REQUIREMENT = Within these entries, how many lines contain the word "Result"? Answer with the number alone.

-- DATA TO PROCESS follows --

//! A named database: a folder of things, its type table, its ACL table, and
//! an optional parent that answers whatever this database doesn't hold.

use crate::error::{QueryError, Result};
use crate::resource::{encode_href, normalize_resource_id, strip_reference_marks};
use crate::security::{AccessControlLists, User};
use crate::storage::{FileCache, FileSystem, LocalFileSystem};
use crate::types::{inverse_property_of, supertype_of, TypeDefinition, TypeTable};
use std::path::{Path, PathBuf};
use std::sync::Arc;
use tracing::info;

pub struct Database {
    application_name: String,
    name: String,
    home: PathBuf,
    parent: Option<Arc<Database>>,
    files: Arc<dyn FileSystem>,
    cache: FileCache,
    read_acls: AccessControlLists,
    types: TypeTable,
}

impl std::fmt::Debug for Database {
    fn fmt(&self, f: &mut std::fmt::Formatter<'_>) -> std::fmt::Result {
        f.debug_struct("Database")
            .field("application_name", &self.application_name)
            .field("name", &self.name)
            .field("home", &self.home)
            .field("parent", &self.parent.as_ref().map(|p| p.name()))
            .field("types", &self.types.len())
            .field("read_acls", &self.read_acls.len())
            .finish()
    }
}

impl Database {
    /// Opens the database stored under `home` on the local disk, loading its
    /// type and ACL tables.
    pub fn open(
        application_name: &str,
        name: &str,
        home: impl Into<PathBuf>,
        parent: Option<Arc<Database>>,
    ) -> Result<Arc<Self>> {
        Self::with_file_system(application_name, name, home, parent, Arc::new(LocalFileSystem))
    }

    /// Same as [`Database::open`], reading things through `files`. Type and
    /// ACL tables are always loaded from the local disk.
    pub fn with_file_system(
        application_name: &str,
        name: &str,
        home: impl Into<PathBuf>,
        parent: Option<Arc<Database>>,
        files: Arc<dyn FileSystem>,
    ) -> Result<Arc<Self>> {
        let home = home.into();
        if application_name.trim().is_empty() {
            return Err(QueryError::configuration("An application name is required."));
        }
        if name.trim().is_empty() {
            return Err(QueryError::configuration("A database name is required."));
        }
        if !home.is_dir() {
            return Err(QueryError::configuration(format!(
                "The database \"{name}\" has no home folder at \"{}\".",
                home.display()
            )));
        }

        let types = TypeTable::load(&home, application_name, name)?;
        let read_acls = AccessControlLists::load(&home)?;
        info!(
            database = name,
            home = %home.display(),
            parent = parent.as_ref().map(|p| p.name()),
            "opened database"
        );

        Ok(Arc::new(Self {
            application_name: application_name.to_string(),
            name: name.to_string(),
            home,
            parent,
            cache: FileCache::new(files.clone()),
            files,
            read_acls,
            types,
        }))
    }

    pub fn application_name(&self) -> &str {
        &self.application_name
    }

    pub fn name(&self) -> &str {
        &self.name
    }

    pub fn home(&self) -> &Path {
        &self.home
    }

    pub fn parent(&self) -> Option<&Arc<Database>> {
        self.parent.as_ref()
    }

    pub fn files(&self) -> &dyn FileSystem {
        self.files.as_ref()
    }

    pub fn cache(&self) -> &FileCache {
        &self.cache
    }

    pub fn read_acls(&self) -> &AccessControlLists {
        &self.read_acls
    }

    pub fn types(&self) -> &TypeTable {
        &self.types
    }

    /// This database followed by each of its ancestors.
    pub fn chain(&self) -> impl Iterator<Item = &Database> {
        std::iter::successors(Some(self), |db| db.parent.as_deref())
    }

    /// Where a resource would be stored in this database.
    pub fn path_of(&self, resource_id: &str) -> PathBuf {
        let id = normalize_resource_id(resource_id);
        let relative = id.trim_start_matches('/');
        if relative.is_empty() {
            self.home.clone()
        } else {
            self.home.join(relative)
        }
    }

    /// The hyperlink clients use to fetch a resource of this database.
    pub fn href(&self, base_url: &str, resource_id: &str) -> String {
        let base_url = base_url.trim_end_matches('/');
        let id = strip_reference_marks(resource_id);
        encode_href(&format!("{base_url}/{}/{}{id}", self.application_name, self.name))
    }

    /// The definition of a type, from this database or the nearest ancestor
    /// that defines it.
    pub fn type_definition_of(&self, type_id: &str) -> Option<&TypeDefinition> {
        self.chain().find_map(|db| db.types.get(type_id))
    }

    /// Is the resource a type defined by this database or its parent?
    pub fn is_type(&self, resource_id: &str) -> bool {
        self.types.contains(resource_id)
            || self
                .parent
                .as_ref()
                .is_some_and(|parent| parent.types.contains(resource_id))
    }

    /// Can `user` read the resource? Every ancestor must allow it first; then
    /// this database's own entry, if any, must grant it.
    pub fn can_read(&self, resource_id: &str, user: &User) -> bool {
        let parent_allows = self
            .parent
            .as_ref()
            .map_or(true, |parent| parent.can_read(resource_id, user));
        parent_allows && self.read_acls.permits(resource_id, user)
    }

    /// Name of the property on `referenced_id` that points back along
    /// `property`, as declared by the nearest defined supertype of the
    /// referenced thing or by that type's facets.
    pub fn inverse_property_name(&self, referenced_id: &str, property: &str) -> Option<String> {
        let first = supertype_of(&normalize_resource_id(referenced_id), false);
        let definition = std::iter::successors(first, |type_id| supertype_of(type_id, false))
            .find_map(|type_id| self.type_definition_of(&type_id))?;
        inverse_property_of(definition, property, |facet| self.type_definition_of(facet))
    }
}

#[cfg(test)]
mod tests {
    use super::*;
    use serde_json::json;

    fn write(path: &Path, value: serde_json::Value) {
        std::fs::create_dir_all(path.parent().unwrap()).unwrap();
        std::fs::write(path, value.to_string()).unwrap();
    }

    struct Fixture {
        _catalog_home: tempfile::TempDir,
        _personal_home: tempfile::TempDir,
        catalog: Arc<Database>,
        personal: Arc<Database>,
    }

    fn fixture() -> Fixture {
        let catalog_home = tempfile::tempdir().unwrap();
        let personal_home = tempfile::tempdir().unwrap();
        let c = catalog_home.path();
        write(&c.join("types/type.json"), json!({
            "children": { "<papers>": "", "<people>": "", "<facets>": "" }
        }));
        write(&c.join("types/papers/type.json"), json!({
            "properties": { "authors": { "inverse": "wrote" } },
            "facets": { "</types/facets>": "" }
        }));
        write(&c.join("types/people/type.json"), json!({
            "properties": { "wrote": { "inverse": "authors" } }
        }));
        write(&c.join("types/facets/type.json"), json!({
            "properties": { "tags": { "inverse": "taggedWith" } }
        }));
        write(&c.join("read_acls.json"), json!({
            "/types/papers/Private": { "</types/users/alice>": "" }
        }));
        write(&personal_home.path().join("read_acls.json"), json!({
            "/types/papers/Public": { "</types/users/alice>": "" }
        }));

        let catalog = Database::open("app", "catalog", c, None).unwrap();
        let personal =
            Database::open("app", "personal", personal_home.path(), Some(catalog.clone())).unwrap();
        Fixture {
            _catalog_home: catalog_home,
            _personal_home: personal_home,
            catalog,
            personal,
        }
    }

    #[test]
    fn requires_names_and_home() {
        let home = tempfile::tempdir().unwrap();
        assert!(matches!(
            Database::open("", "db", home.path(), None),
            Err(QueryError::Configuration(_))
        ));
        assert!(matches!(
            Database::open("app", " ", home.path(), None),
            Err(QueryError::Configuration(_))
        ));
        assert!(matches!(
            Database::open("app", "db", home.path().join("missing"), None),
            Err(QueryError::Configuration(_))
        ));
    }

    #[test]
    fn type_lookups_climb_to_the_parent() {
        let f = fixture();
        assert_eq!(f.personal.chain().count(), 2);
        assert!(f.personal.types().is_empty());
        assert!(f.personal.type_definition_of("/types/papers").is_some());
        assert!(f.personal.is_type("/types/people"));
        assert!(!f.catalog.is_type("/types/papers/Dune"));
    }

    #[test]
    fn ancestor_denial_wins() {
        let f = fixture();
        let alice = User::new("/types/users/alice");
        let bob = User::new("/types/users/bob");
        assert!(f.personal.can_read("/types/papers/Private", &alice));
        assert!(!f.personal.can_read("/types/papers/Private", &bob));
        assert!(!f.personal.can_read("/types/papers/Public", &bob));
        assert!(f.catalog.can_read("/types/papers/Public", &bob));
        assert!(f.personal.can_read("/types/papers/Other", &bob));
        assert!(!f.personal.can_read("/types/papers//Private", &bob));
        assert!(!f.personal.can_read("/types/./papers/Private/", &bob));
    }

    #[test]
    fn inverse_names_come_from_the_referenced_type() {
        let f = fixture();
        assert_eq!(
            f.personal.inverse_property_name("/types/people/Herbert", "authors").as_deref(),
            Some("wrote")
        );
        assert_eq!(
            f.catalog.inverse_property_name("/types/papers/Dune/cover", "taggedWith").as_deref(),
            Some("tags")
        );
        assert_eq!(f.catalog.inverse_property_name("/types/notes/x", "authors"), None);
    }

    #[test]
    fn hrefs_and_paths() {
        let f = fixture();
        assert_eq!(
            f.personal.href("http://localhost:8080/", "</types/papers/A Paper>"),
            "http://localhost:8080/app/personal/types/papers/A%20Paper"
        );
        assert_eq!(f.catalog.path_of("/types/papers"), f.catalog.home().join("types/papers"));
        assert_eq!(f.catalog.path_of("/"), f.catalog.home());
        assert_eq!(f.catalog.path_of("/types//papers/."), f.catalog.home().join("types/papers"));
    }
}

-- DATA TO PROCESS concluded --

SOLUTION FOR THIS PROBLEM = 4